In [1]:
from pydataset import data
import pandas as pd
import numpy as np

import datetime

In [None]:
# 1. Load the mpg dataset. Read the documentation for it, and use the data to answer 
# these questions:

data('mpg', show_doc=True) # view the documentation for the dataset
# with show_doc=True won't assign data to variable

mpg = data('mpg') # load the dataset and store it in a variable



In [None]:
# On average, which manufacturer has the best miles per gallon?

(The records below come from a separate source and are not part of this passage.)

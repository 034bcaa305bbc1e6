use std::collections::BTreeMap;
use std::sync::Arc;

use serde::{Deserialize, Serialize};
use tracing::warn;

use super::criteria::{CriteriaConfiguration, Criterion, CriterionSpec};
use super::domain::{CandidateObject, ObjectId};
use super::error::RankingError;
use super::hierarchy::GroupScore;
use super::templates::{
    CriteriaTemplate, TemplateId, TemplateRepository, TemplateRepositoryError, TemplateSummary,
};
use super::RankingEngine;

fn default_limit() -> usize {
    CriteriaConfiguration::DEFAULT_LIMIT
}

/// Ranking request carrying its own criteria configuration.
#[derive(Debug, Clone, PartialEq, Serialize, Deserialize)]
pub struct RankingRequest {
    pub objects: Vec<CandidateObject>,
    pub criteria: BTreeMap<Criterion, CriterionSpec>,
    #[serde(default = "default_limit")]
    pub limit: usize,
    #[serde(default)]
    pub ascending: bool,
    #[serde(default)]
    pub include_breakdown: bool,
}

impl RankingRequest {
    pub fn new(objects: Vec<CandidateObject>, configuration: CriteriaConfiguration) -> Self {
        Self {
            objects,
            criteria: configuration.criteria,
            limit: configuration.limit,
            ascending: configuration.ascending,
            include_breakdown: false,
        }
    }

    pub fn configuration(&self) -> CriteriaConfiguration {
        CriteriaConfiguration {
            criteria: self.criteria.clone(),
            limit: self.limit,
            ascending: self.ascending,
        }
    }
}

/// Ranking request resolved against a stored template.
#[derive(Debug, Clone, PartialEq, Serialize, Deserialize)]
pub struct TemplateRankingRequest {
    pub objects: Vec<CandidateObject>,
    /// Overrides the template's result limit.
    #[serde(default)]
    pub limit: Option<usize>,
    /// Overrides the template's sort order.
    #[serde(default)]
    pub ascending: Option<bool>,
    #[serde(default)]
    pub include_breakdown: bool,
}

/// Public view of one ranked candidate.
#[derive(Debug, Clone, PartialEq, Serialize, Deserialize)]
pub struct RankedEntryView {
    pub id: ObjectId,
    pub name: String,
    pub score: f64,
    #[serde(default, skip_serializing_if = "Option::is_none")]
    pub breakdown: Option<Vec<GroupScore>>,
}

#[derive(Debug, Clone, PartialEq, Serialize, Deserialize)]
pub struct RankingResponse {
    #[serde(default, skip_serializing_if = "Option::is_none")]
    pub template: Option<TemplateId>,
    pub entries: Vec<RankedEntryView>,
}

/// Service composing the ranking engine with the template store.
pub struct RankingService<R> {
    templates: Arc<R>,
}

impl<R> RankingService<R>
where
    R: TemplateRepository + 'static,
{
    pub fn new(templates: Arc<R>) -> Self {
        Self { templates }
    }

    /// Rank objects with the configuration supplied in the request.
    pub fn calculate(
        &self,
        request: RankingRequest,
    ) -> Result<RankingResponse, RankingServiceError> {
        let configuration = request.configuration();
        let entries = rank_views(
            configuration,
            &request.objects,
            request.include_breakdown,
        )?;

        Ok(RankingResponse {
            template: None,
            entries,
        })
    }

    /// Rank objects with the configuration of a stored template.
    pub fn calculate_with_template(
        &self,
        template_id: &TemplateId,
        request: TemplateRankingRequest,
    ) -> Result<RankingResponse, RankingServiceError> {
        let template = self.template(template_id)?;

        let mut configuration = template.configuration;
        if let Some(limit) = request.limit {
            configuration.limit = limit;
        }
        if let Some(ascending) = request.ascending {
            configuration.ascending = ascending;
        }

        let entries = rank_views(
            configuration,
            &request.objects,
            request.include_breakdown,
        )?;

        Ok(RankingResponse {
            template: Some(template.id),
            entries,
        })
    }

    pub fn list_templates(&self) -> Result<Vec<TemplateSummary>, RankingServiceError> {
        Ok(self.templates.list()?)
    }

    pub fn template(&self, id: &TemplateId) -> Result<CriteriaTemplate, RankingServiceError> {
        self.templates
            .fetch(id)?
            .ok_or_else(|| RankingServiceError::TemplateNotFound(id.clone()))
    }
}

fn rank_views(
    configuration: CriteriaConfiguration,
    objects: &[CandidateObject],
    include_breakdown: bool,
) -> Result<Vec<RankedEntryView>, RankingServiceError> {
    let engine = RankingEngine::new(configuration);
    let ranking = engine.rank(objects).map_err(|err| {
        warn!(error = %err, candidates = objects.len(), "ranking rejected");
        err
    })?;

    Ok(ranking
        .entries
        .iter()
        .map(|entry| RankedEntryView {
            id: entry.object.id.clone(),
            name: entry.object.name.clone(),
            score: entry.score,
            breakdown: include_breakdown.then(|| ranking.breakdown(entry)),
        })
        .collect())
}

/// Error raised by the ranking service.
#[derive(Debug, thiserror::Error)]
pub enum RankingServiceError {
    #[error(transparent)]
    Ranking(#[from] RankingError),
    #[error(transparent)]
    Repository(#[from] TemplateRepositoryError),
    #[error("criteria template '{0}' not found")]
    TemplateNotFound(TemplateId),
}
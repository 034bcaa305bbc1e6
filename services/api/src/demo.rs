use crate::infra::{seeded_repository, InMemoryTemplateRepository};
use chrono::Local;
use clap::Args;
use contest_ranker::config::AppConfig;
use contest_ranker::error::AppError;
use contest_ranker::ranking::{
    CandidateObject, CriteriaConfiguration, CriteriaTemplate, Criterion, ObjectImporter,
    RankingRequest, RankingResponse, RankingService, TemplateId,
};
use std::path::{Path, PathBuf};
use std::sync::Arc;

#[derive(Args, Debug)]
pub(crate) struct RankArgs {
    /// CSV or JSON file with one entry per row (id, name, one column per stored criterion)
    #[arg(long)]
    pub(crate) objects: PathBuf,
    /// JSON criteria configuration, used instead of a stored template
    #[arg(long, conflicts_with = "template")]
    pub(crate) criteria: Option<PathBuf>,
    /// Stored template to rank with (defaults to the built-in equal weights)
    #[arg(long)]
    pub(crate) template: Option<String>,
    /// Override the number of entries returned
    #[arg(long)]
    pub(crate) limit: Option<usize>,
    /// Sort from the weakest entry upward
    #[arg(long, conflicts_with = "descending")]
    pub(crate) ascending: bool,
    /// Sort from the strongest entry downward, even if the template sorts ascending
    #[arg(long)]
    pub(crate) descending: bool,
    /// Print per-group scores under each entry
    #[arg(long)]
    pub(crate) breakdown: bool,
}

#[derive(Args, Debug, Default)]
pub(crate) struct DemoArgs {
    /// Sort from the weakest entry upward
    #[arg(long)]
    pub(crate) ascending: bool,
    /// Skip the per-group breakdown
    #[arg(long)]
    pub(crate) summary_only: bool,
}

pub(crate) fn run_rank(args: RankArgs) -> Result<(), AppError> {
    let RankArgs {
        objects,
        criteria,
        template,
        limit,
        ascending,
        descending,
        breakdown,
    } = args;

    let config = AppConfig::load()?;
    let service = RankingService::new(Arc::new(seeded_repository(
        &config.ranking,
        Local::now().date_naive(),
    )?));

    let objects = load_objects(&objects)?;
    let configuration = match criteria {
        Some(path) => load_criteria(&path)?,
        None => {
            let id = template.unwrap_or_else(|| CriteriaTemplate::EQUAL_WEIGHTS_ID.to_string());
            service.template(&TemplateId(id))?.configuration
        }
    };
    let order = match (ascending, descending) {
        (true, _) => Some(true),
        (_, true) => Some(false),
        _ => None,
    };
    let configuration = apply_overrides(configuration, limit, order);

    let mut request = RankingRequest::new(objects, configuration);
    request.include_breakdown = breakdown;
    let response = service.calculate(request)?;
    render_ranking(&response);

    Ok(())
}

pub(crate) fn run_template_listing() -> Result<(), AppError> {
    let config = AppConfig::load()?;
    let service = RankingService::new(Arc::new(seeded_repository(
        &config.ranking,
        Local::now().date_naive(),
    )?));

    println!("Criteria templates");
    for summary in service.list_templates()? {
        println!(
            "- {} ({}) | created {} | limit {} | {}",
            summary.id,
            summary.name,
            summary.created_on,
            summary.limit,
            if summary.ascending {
                "ascending"
            } else {
                "descending"
            }
        );
    }

    Ok(())
}

pub(crate) fn run_demo(args: DemoArgs) -> Result<(), AppError> {
    let repository = InMemoryTemplateRepository::default();
    let service = RankingService::new(Arc::new(repository));

    let configuration =
        CriteriaConfiguration::equal_weights().with_ascending(args.ascending);
    let mut request = RankingRequest::new(demo_entries(), configuration);
    request.include_breakdown = !args.summary_only;

    println!("Contest ranking demo (equal weights)");
    let response = service.calculate(request)?;
    render_ranking(&response);

    Ok(())
}

/// Loads entries from JSON when the extension says so, CSV otherwise.
pub(crate) fn load_objects(path: &Path) -> Result<Vec<CandidateObject>, AppError> {
    let is_json = path
        .extension()
        .and_then(|ext| ext.to_str())
        .is_some_and(|ext| ext.eq_ignore_ascii_case("json"));

    if is_json {
        let raw = std::fs::read_to_string(path)?;
        Ok(serde_json::from_str(&raw)?)
    } else {
        Ok(ObjectImporter::from_path(path)?)
    }
}

/// Command-line shaping wins over the stored or file configuration.
fn apply_overrides(
    mut configuration: CriteriaConfiguration,
    limit: Option<usize>,
    ascending: Option<bool>,
) -> CriteriaConfiguration {
    if let Some(limit) = limit {
        configuration.limit = limit;
    }
    if let Some(ascending) = ascending {
        configuration.ascending = ascending;
    }
    configuration
}

fn load_criteria(path: &Path) -> Result<CriteriaConfiguration, AppError> {
    let raw = std::fs::read_to_string(path)?;
    Ok(serde_json::from_str(&raw)?)
}

fn render_ranking(response: &RankingResponse) {
    if let Some(template) = &response.template {
        println!("Template: {template}");
    }

    for (position, entry) in response.entries.iter().enumerate() {
        println!(
            "{:>3}. {} ({}) score {:.4}",
            position + 1,
            entry.name,
            entry.id,
            entry.score
        );
        if let Some(breakdown) = &entry.breakdown {
            for group_score in breakdown {
                println!(
                    "       {} / {}: {:.4}",
                    group_score.level, group_score.group, group_score.score
                );
            }
        }
    }
}

fn demo_entries() -> Vec<CandidateObject> {
    let profiles: [(&str, &str, [f64; 17]); 4] = [
        (
            "aurora",
            "Aurora Grid",
            [
                8.0, 6.0, 9.0, 120.0, 40.0, 9.0, 7.0, 8.0, 9.0, 6.0, 8.0, 7.0, 8.0, 7.0, 6.0,
                8.0, 3.0,
            ],
        ),
        (
            "brook",
            "Brook Analytics",
            [
                5.0, 4.0, 6.0, 60.0, 25.0, 6.0, 9.0, 7.0, 6.0, 5.0, 4.0, 5.0, 9.0, 8.0, 8.0,
                9.0, 2.0,
            ],
        ),
        (
            "cinder",
            "Cinder Labs",
            [
                3.0, 3.0, 4.0, 200.0, 10.0, 8.0, 4.0, 6.0, 7.0, 8.0, 9.0, 3.0, 5.0, 4.0, 3.0,
                5.0, 7.0,
            ],
        ),
        (
            "delta",
            "Delta Works",
            [
                7.0, 5.0, 7.0, 90.0, 35.0, 5.0, 8.0, 9.0, 8.0, 4.0, 5.0, 8.0, 7.0, 9.0, 7.0,
                6.0, 4.0,
            ],
        ),
    ];

    profiles
        .into_iter()
        .map(|(id, name, values)| {
            Criterion::stored()
                .zip(values)
                .fold(CandidateObject::new(id, name), |object, (criterion, value)| {
                    object.with_metric(criterion, value)
                })
        })
        .collect()
}

#[cfg(test)]
mod tests {
    use super::*;
    use contest_ranker::ranking::RankingEngine;

    fn temp_path(name: &str) -> PathBuf {
        std::env::temp_dir().join(format!("contest-ranker-demo-{}-{name}", std::process::id()))
    }

    #[test]
    fn demo_entries_rank_cleanly() {
        let entries = demo_entries();
        assert!(entries.iter().all(|entry| entry.metrics.len() == 17));

        let ranking = RankingEngine::new(CriteriaConfiguration::equal_weights())
            .rank(&entries)
            .expect("demo ranks");
        assert_eq!(ranking.entries.len(), entries.len());
    }

    #[test]
    fn overrides_can_turn_an_ascending_template_descending() {
        let template = CriteriaConfiguration::equal_weights()
            .with_limit(2)
            .with_ascending(true);

        let flipped = apply_overrides(template.clone(), None, Some(false));
        assert!(!flipped.ascending);
        assert_eq!(flipped.limit, 2);

        let untouched = apply_overrides(template, Some(7), None);
        assert!(untouched.ascending);
        assert_eq!(untouched.limit, 7);
    }

    #[test]
    fn run_demo_prints_without_error() {
        run_demo(DemoArgs::default()).expect("demo runs");
    }

    #[test]
    fn objects_load_from_json_files() {
        let path = temp_path("objects.json");
        let body = serde_json::to_string(&demo_entries()).expect("serialize entries");
        std::fs::write(&path, body).expect("write objects");

        let loaded = load_objects(&path);
        let _ = std::fs::remove_file(&path);

        assert_eq!(loaded.expect("objects load"), demo_entries());
    }

    #[test]
    fn objects_load_from_csv_files() {
        let header: Vec<&str> = ["id", "name"]
            .into_iter()
            .chain(Criterion::stored().map(Criterion::key))
            .collect();
        let row: Vec<String> = ["solo".to_string(), "Solo entry".to_string()]
            .into_iter()
            .chain(Criterion::stored().map(|_| "4".to_string()))
            .collect();
        let path = temp_path("objects.csv");
        std::fs::write(&path, format!("{}\n{}\n", header.join(","), row.join(",")))
            .expect("write csv");

        let loaded = load_objects(&path);
        let _ = std::fs::remove_file(&path);

        let objects = loaded.expect("objects load");
        assert_eq!(objects.len(), 1);
        assert_eq!(objects[0].metric(Criterion::Novelty), Some(4.0));
    }

    #[test]
    fn criteria_files_fall_back_to_default_shaping() {
        let configuration = CriteriaConfiguration::equal_weights();
        let path = temp_path("criteria.json");
        let body = serde_json::json!({ "criteria": configuration.criteria });
        std::fs::write(&path, body.to_string()).expect("write criteria");

        let loaded = load_criteria(&path);
        let _ = std::fs::remove_file(&path);

        let loaded = loaded.expect("criteria load");
        assert_eq!(loaded.limit, CriteriaConfiguration::DEFAULT_LIMIT);
        assert!(!loaded.ascending);
        assert_eq!(loaded.criteria, configuration.criteria);
    }
}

# add column of average mpg
mpg['avg_mpg'] = (mpg.cty + mpg.hwy) / 2

# average mpg per manufacturer best on top
mpg.groupby('manufacturer').avg_mpg.mean().sort_values(ascending=False)


In [None]:
# How many different manufacturers are there?

# use .unique() to get list of unique values, len() will give total count
# https://cmdlinetips.com/2018/01/how-to-get-unique-values-from-a-column-in-pandas-data-frame/
len(mpg.manufacturer.unique())

In [None]:
# How many different models are there?
# use .unique() to get list of unique values, len() will give total count
len(mpg.model.unique())

In [None]:
# Do automatic or manual cars have better miles per gallon?
mpg.head()
bools = mpg.trans.str.contains('man')
print("Cars with a manual transmission = True, Automatic Transmission = False")
print("Cars with a manual transmission have a higher average mpg")
mpg.groupby(bools).avg_mpg.mean().sort_values(ascending=False)

In [None]:
# 2. Joining and Merging
# Copy the users and roles dataframes from the examples above. 

users = pd.DataFrame({
    'id': [1, 2, 3, 4, 5, 6],
    'name': ['bob', 'joe', 'sally', 'adam', 'jane', 'mike'],
    'role_id': [1, 2, 3, 3, np.nan, np.nan]
})
roles = pd.DataFrame({
    'id': [1, 2, 3, 4],
    'name': ['admin', 'author', 'reviewer', 'commenter']
})


# What do you think a right join would look like? 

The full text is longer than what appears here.